The Decline of Church and the Rise of Chaplains - Issue #24
Fitz goes behind the scenes on his recently published Boston Globe Magazine feature story
This weekend, a feature story I wrote will be published in the Globe Magazine as part of Sunday’s Boston Globe. It’s titled “Chaplains and the rise of on-demand spiritual support,” and it’s available online here, but be warned, the Globe’s paywall is pretty strict (you might have to register with the Globe’s website, but you’ll get a certain number of free articles, I think). This story was the culmination of months of pitching and planning, reporting and writing, and I’m proud of the way it came out. A short synopsis, ripped directly from the story’s subhead: “As traditional religious practice recedes, many New Englanders are increasingly turning to a different kind of pastor when and where they’re needed.” I’ll say more in a moment.
I have to be honest and acknowledge that the idea for the story wasn’t my idea; rather, it began with a tip from my editor at the magazine, Michael Fitzgerald. We are not related, but we work really well together. Michael, like me, is interested in the way religion functions in culture, so we’re always trying to find ways to work together on stories that explore that. Michael put me in touch with Wendy Cadge, a professor at Brandeis University who studies chaplaincy, and I’m incredibly indebted to Wendy for basically teaching me everything I know about chaplains over months of phone calls and emails loaded with attachments to articles she’d written. She is truly the authority.
I should also say that over the past several months I often described the process of writing this story as “life giving,” because even though it was at times difficult and the deadlines were brutal (the first draft was due on the first day of classes this semester), after every conversation that I had with these incredible chaplains—culminating in walking around Boston with chaplains from Common Cathedreal who minister to the homeless—filled me up. I do hope you’ll find some time to read the story, which features photos from Pulitzer Prize winning photographer Jessica Rinaldi. But, in the meantime, I wanted to share some behind-the-scenes thoughts and ideas that didn’t make it into the piece.
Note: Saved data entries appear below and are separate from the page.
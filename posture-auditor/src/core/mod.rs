/*!
Core architecture modules for the posture auditor
*/

pub mod auditor;
pub mod cache;
pub mod config;
pub mod context;
pub mod engine;
pub mod error;
pub mod finding;
pub mod logging;
pub mod output_plugins;
pub mod registry;
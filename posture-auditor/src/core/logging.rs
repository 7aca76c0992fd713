/*!
Tracing subscriber setup
*/

use tracing_subscriber::{
    EnvFilter,
    fmt::{self, format::FmtSpan},
    layer::SubscriberExt,
    util::{SubscriberInitExt, TryInitError},
};

use crate::core::config::{LogFormat, LoggingConfig};

/// Logging options resolved from config and the command line
#[derive(Debug, Clone)]
pub struct LogConfig {
    /// Filter used when `RUST_LOG` is unset
    pub level: String,
    pub format: LogFormat,
    /// Emit span close events, which carry each check's elapsed time
    pub with_spans: bool,
}

impl Default for LogConfig {
    fn default() -> Self {
        Self {
            level: String::from("info"),
            format: LogFormat::Pretty,
            with_spans: false,
        }
    }
}

impl From<&LoggingConfig> for LogConfig {
    fn from(config: &LoggingConfig) -> Self {
        let log = Self {
            level: config.level.clone(),
            format: config.format,
            with_spans: false,
        };
        if config.span_events {
            log.with_spans()
        } else {
            log
        }
    }
}

impl LogConfig {
    pub fn with_spans(mut self) -> Self {
        self.with_spans = true;
        self
    }

    fn filter(&self) -> EnvFilter {
        EnvFilter::try_from_default_env()
            .or_else(|_| EnvFilter::try_new(&self.level))
            .unwrap_or_else(|_| EnvFilter::new("info"))
    }
}

/// Install the global subscriber. Logs go to stderr so stdout stays free for
/// the terminal output provider.
pub fn init_logging(config: &LogConfig) -> Result<(), TryInitError> {
    let span_events = if config.with_spans {
        FmtSpan::CLOSE
    } else {
        FmtSpan::NONE
    };
    let registry = tracing_subscriber::registry().with(config.filter());

    match config.format {
        LogFormat::Json => registry
            .with(
                fmt::layer()
                    .json()
                    .with_span_events(span_events)
                    .with_writer(std::io::stderr),
            )
            .try_init(),
        LogFormat::Compact => registry
            .with(
                fmt::layer()
                    .compact()
                    .with_span_events(span_events)
                    .with_writer(std::io::stderr),
            )
            .try_init(),
        LogFormat::Pretty => registry
            .with(
                fmt::layer()
                    .pretty()
                    .with_span_events(span_events)
                    .with_writer(std::io::stderr),
            )
            .try_init(),
    }
}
When I first started reporting this, I had deep concerns that the emerging trend of turning toward chaplains for spiritual care signaled a breakdown in community. Churches are communities, I reasoned, wherein parishioners commune with each other as well as with the pastor or pastors. But in chaplaincy, you don’t have the community of your fellow parishioners; rather, it’s typically a one-on-one relationship with a chaplain. But, after dozens of conversations with chaplains and those who study their work, I was disabused of this notion. The reality, I came to see, is more like a spokes and wheel model, where the chaplains is at the center, but forms a community around herself (most of the chaplains that I spoke to are women). It’s a different kind of community certainly, but one of the interesting things about it is that it arises where people already are—in their workplaces, in nursing homes or hospitals where they are being treated, on military bases or college campuses.
But still, I thought of this new kind of community as symptomatic of a culture that has been and continues to fragment, to deinstitutionalize and disassociate from communities where we might come into contact with people of different ethnicities, backgrounds, and beliefs. I brought up the book Bowling Alone, Robert Putnam’s seminal work on the increasing fragmentation in American culture, often in my early interviews.
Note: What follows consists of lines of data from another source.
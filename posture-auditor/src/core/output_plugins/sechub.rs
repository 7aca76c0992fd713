/*!
Compliance API output: findings imported in bounded batches.

Each batch is independent. A batch that keeps failing after retries stops the
write, but everything delivered before it stays delivered.
*/

use std::sync::Arc;
use std::time::Duration;

use async_trait::async_trait;
use serde::{Deserialize, Serialize};
use serde_json::json;
use tracing::{debug, info, warn};

use crate::core::{
    config::{MAX_BATCH_SIZE, OutputsConfig, SecHubConfig},
    error::{ConfigError, OutputError},
    finding::Finding,
};

use super::OutputProvider;

pub const NAME: &str = "sechub";

const IMPORT_PATH: &str = "/findings/import";
const RETRY_BACKOFF: Duration = Duration::from_millis(500);

pub fn factory(config: &OutputsConfig) -> Result<Box<dyn OutputProvider>, ConfigError> {
    let section = OutputsConfig::section(NAME, &config.sechub)?;
    section.validate()?;
    let transport = HttpBatchTransport::new(section)?;
    Ok(Box::new(SecHubProvider::new(
        Arc::new(transport),
        section.batch_size,
        section.max_retries,
    )))
}

/// Body of a successful import call
#[derive(Debug, Clone, Default, PartialEq, Eq, Serialize, Deserialize)]
#[serde(rename_all = "PascalCase", default)]
pub struct BatchImportResponse {
    pub success_count: usize,
    pub failed_count: usize,
    pub failed_findings: Vec<ImportFailure>,
}

/// A single finding the API refused
#[derive(Debug, Clone, Default, PartialEq, Eq, Serialize, Deserialize)]
#[serde(rename_all = "PascalCase", default)]
pub struct ImportFailure {
    pub id: String,
    pub error_code: String,
    pub error_message: String,
}

/// Sends one batch to the compliance API
#[async_trait]
pub trait BatchTransport: Send + Sync {
    async fn import(&self, batch: &[Finding]) -> Result<BatchImportResponse, OutputError>;
}

/// reqwest-backed transport posting `{"Findings": [...]}`
pub struct HttpBatchTransport {
    client: reqwest::Client,
    url: String,
    auth_token: Option<String>,
}

impl HttpBatchTransport {
    pub fn new(config: &SecHubConfig) -> Result<Self, ConfigError> {
        let auth_token = match &config.api_token_env {
            Some(var) => Some(std::env::var(var).map_err(|_| {
                ConfigError::Missing(format!("environment variable {var} (outputs.sechub.api_token_env)"))
            })?),
            None => None,
        };
        let client = reqwest::Client::builder()
            .timeout(Duration::from_secs(config.request_timeout_secs))
            .build()
            .map_err(|e| ConfigError::Invalid {
                key: "outputs.sechub".to_string(),
                message: e.to_string(),
            })?;

        Ok(Self {
            client,
            url: format!("{}{}", config.endpoint.trim_end_matches('/'), IMPORT_PATH),
            auth_token,
        })
    }
}

#[async_trait]
impl BatchTransport for HttpBatchTransport {
    async fn import(&self, batch: &[Finding]) -> Result<BatchImportResponse, OutputError> {
        let mut request = self.client.post(&self.url);

        if let Some(ref token) = self.auth_token {
            request = request.header("Authorization", format!("Bearer {}", token));
        }

        let response = request.json(&json!({ "Findings": batch })).send().await?;

        let status = response.status();
        if !status.is_success() {
            let message = response.text().await.unwrap_or_default();
            return Err(OutputError::Api {
                status: status.as_u16(),
                message,
            });
        }

        let body = response.bytes().await?;
        Ok(decode_import_response(&body, batch.len()))
    }
}

/// Body of an accepted import. An undecodable body still means the batch was
/// accepted, so it is reported with zero counts rather than failed.
fn decode_import_response(body: &[u8], batch_len: usize) -> BatchImportResponse {
    match serde_json::from_slice(body) {
        Ok(response) => response,
        Err(e) => {
            warn!(
                "Batch of {} findings accepted but the response could not be decoded, counts unknown: {}",
                batch_len, e
            );
            BatchImportResponse::default()
        }
    }
}

/// Compliance API output provider
pub struct SecHubProvider {
    transport: Arc<dyn BatchTransport>,
    batch_size: usize,
    max_retries: u32,
    backoff: Duration,
}

impl SecHubProvider {
    pub fn new(transport: Arc<dyn BatchTransport>, batch_size: usize, max_retries: u32) -> Self {
        Self {
            transport,
            batch_size: batch_size.clamp(1, MAX_BATCH_SIZE),
            max_retries,
            backoff: RETRY_BACKOFF,
        }
    }

    /// Base delay between attempts; attempt `n` waits `n * backoff`
    pub fn with_backoff(mut self, backoff: Duration) -> Self {
        self.backoff = backoff;
        self
    }

    async fn import_with_retry(&self, batch: &[Finding]) -> Result<BatchImportResponse, OutputError> {
        let mut attempt = 0;
        loop {
            match self.transport.import(batch).await {
                Ok(response) => return Ok(response),
                Err(e) if attempt < self.max_retries && is_retryable(&e) => {
                    attempt += 1;
                    warn!("Import attempt {} failed, retrying: {}", attempt, e);
                    tokio::time::sleep(self.backoff * attempt).await;
                }
                Err(e) => return Err(e),
            }
        }
    }
}

#[async_trait]
impl OutputProvider for SecHubProvider {
    fn name(&self) -> &'static str {
        NAME
    }

    async fn write_findings(&mut self, findings: &[Finding]) -> Result<(), OutputError> {
        let total_batches = findings.len().div_ceil(self.batch_size);
        let mut rejected = 0;

        for (index, batch) in findings.chunks(self.batch_size).enumerate() {
            let response = self.import_with_retry(batch).await.map_err(|e| {
                OutputError::BatchFailed {
                    delivered_batches: index,
                    failed_batch: index + 1,
                    total_batches,
                    reason: e.to_string(),
                }
            })?;

            for failure in &response.failed_findings {
                warn!(
                    "Finding {} rejected: {} {}",
                    failure.id, failure.error_code, failure.error_message
                );
            }
            rejected += response.failed_count;
            debug!(
                "Imported batch {}/{}: {} accepted, {} rejected",
                index + 1,
                total_batches,
                response.success_count,
                response.failed_count
            );
        }

        info!("Sent {} findings in {} batches", findings.len(), total_batches);
        if rejected > 0 {
            return Err(OutputError::Rejected { rejected });
        }
        Ok(())
    }
}

/// Throttling, server-side and connection failures are worth another attempt
fn is_retryable(error: &OutputError) -> bool {
    match error {
        OutputError::Api { status, .. } => *status == 429 || *status >= 500,
        OutputError::Http(e) => {
            e.is_connect()
                || e.is_timeout()
                || e
                    .status()
                    .is_some_and(|status| status.as_u16() == 429 || status.is_server_error())
        }
        _ => false,
    }
}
Again, however, as I came to understand the topic better, I realized that it’s not a symptom, but an antidote. The culture is fragmenting, people are not attending churches the way they used to, and yet they’re still seeking out some kind of community and some kind of spiritual support. Chaplains have been there all along, Wendy Cadge liked to remind me, but they’re moving to the fore precisely because of the needed created by the way we are increasingly moving away from institutions of all kinds. Not to mention the fact that, for at least the last several decades, the churches that are growing and thriving are not the melting pots of beliefs and backgrounds, but rather the more homogenous evangelical congregations where attendees must already subscribe to the right set of beliefs—religious and, often, political—in order to feel welcomed.
And this leads to one last reflection. After reading my story, my friend Seth, a seminary student, asked, “is the rise in chaplaincy universal (liberal and conservative denominations) as well as people from other faiths?” This is a really great question, and it gets to a point that I didn’t have the opportunity to address in the story. Certainly, there are non-Christian chaplains; one of the first people quoted in the story is the Hindu adviser in the University Chaplaincy at Tufts University. She acknowledges that the word “chaplain” is rooted in the Christian tradition but is broadening to include different faiths. So yes, people from other faiths are becoming and turning to chaplains. I regret that I didn’t include more examples of this in the story.
But when it comes to the question of liberal and conservative denominations, it is abundantly clear that this is more of a trend among religious liberals. A story that my mom shared with me is instructive here. She recalls meeting a chaplain who worked in healthcare settings and remarking that it must be amazing to share the Gospel with people in such vulnerable moments, to which the chaplain recoiled, saying something to the effect of “I would never.”
Almost every chaplain that I spoke to said that they had no desire to be pastors in the traditional sense because they would be constrained by a particular faith tradition. They had no investment in converting anybody or convincing anyone of the truth of a particular religion. There are a number of reasons for this, and I get to explore this a bit in my story, but, taken together, it’s clear that this way of being, this way of doing ministry, just wouldn’t work for a conservative Christian who would feel remiss if they didn’t share the Gospel in these intimate encounters.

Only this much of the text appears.